Antropologia
Nell'ambito delle ricerche scientifiche effettuate su San Procolo, gli antropologi hanno esaminato i resti di 200 morti che nell'arco di mille anni trovarono sepoltura nell'area intorno alla chiesa.
Dalla ricerca si sono ottenuti dati interessanti circa la composizione e l'appartenenza etnica della popolazione, sulle malattie di cui erano affetti, l'età del deceduto, la durata media della vita e gli effetti della peste.
Preziosi indicatori per determinare l'età sono i dati ottenuti dall'esame dei denti, del grado di saldatura della sutura cranica e anche della struttura ossea della braccia e del femore. Da questi studi risulta che l'età media degli uomini sepolti qui nell'alto medioevo era di circa 34 anni. Un quarto di essi di essi soffriva di carenze dovute ad un tipo di alimentazione poco varia, e molti inoltre soffrivano di artrosi. Il 30% era affetto da carie dentale, poco in confronto al 90% dei nostri giorni!

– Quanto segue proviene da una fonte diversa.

use super::aggregate::{AggregateSubscriber, Aggregator};
use crate::{
  error::Error,
  flowable::Flowable,
  maybe::{Maybe, MaybeObserver},
};

/// Folds the values pairwise with `func`, starting from the first one.
#[derive(Clone)]
pub struct Reduce<S, F> {
  source: S,
  func: F,
}

impl<S, F> Reduce<S, F> {
  pub fn new(source: S, func: F) -> Self { Reduce { source, func } }
}

impl<S, F> Maybe for Reduce<S, F>
where
  S: Flowable,
  F: Fn(S::Item, S::Item) -> S::Item + Send + Sync + 'static,
{
  type Item = S::Item;

  fn subscribe_actual<O: MaybeObserver<S::Item>>(self, observer: O) {
    let folder = Folder { acc: None, func: self.func };
    self.source.subscribe_actual(AggregateSubscriber::new(folder, observer))
  }
}

struct Folder<T, F> {
  acc: Option<T>,
  func: F,
}

impl<T, F> Aggregator<T> for Folder<T, F>
where
  T: Send + 'static,
  F: Fn(T, T) -> T + Send + Sync + 'static,
{
  type Output = T;

  fn next(&mut self, value: T) -> Result<Option<T>, Error> {
    self.acc = Some(match self.acc.take() {
      Some(acc) => (self.func)(acc, value),
      None => value,
    });
    Ok(None)
  }

  fn finish(self) -> Option<T> { self.acc }
}

#[cfg(test)]
mod tests {
  use crate::prelude::*;

  #[test]
  fn folds_every_value() {
    flowable::range(1, 4).reduce(|a, b| a + b).test().assert_value(10);
    flowable::just(7).reduce(|a, b| a * b).test().assert_value(7);
  }

  #[test]
  fn empty_stream_has_no_result() {
    flowable::empty::<i32>().reduce(|a, b| a + b).test().assert_complete();
  }
}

Per quanto riguarda il rapporto di mortalità tra le diverse generazioni, la determinazione dell'età delle salme rinvenute nel cimitero della peste rivela che metà delle 135 vittime erano bambini o ragazzi, chiaramente le categorie più a rischio di contagio in caso di epidemie. Oltre a questi interessanti dati demografici, gli antropologi hanno in taluni casi ricostruito storie di vita personale. Mentre alcuni scheletri mostrano i segni di ferite e fratture per lo più causati da incidenti occasionali, l'uomo della tomba 26 morì invece di morte violenta per un fendente mortale di spada che gli trapasso la scatola cranica. Lo stesso individuo presenta i postumi di una precedente frattura al capo dovuta ad un'arma mozza. La frattura si era tuttavia rimarginata, fino al momento dell'ultimo colpo fatale.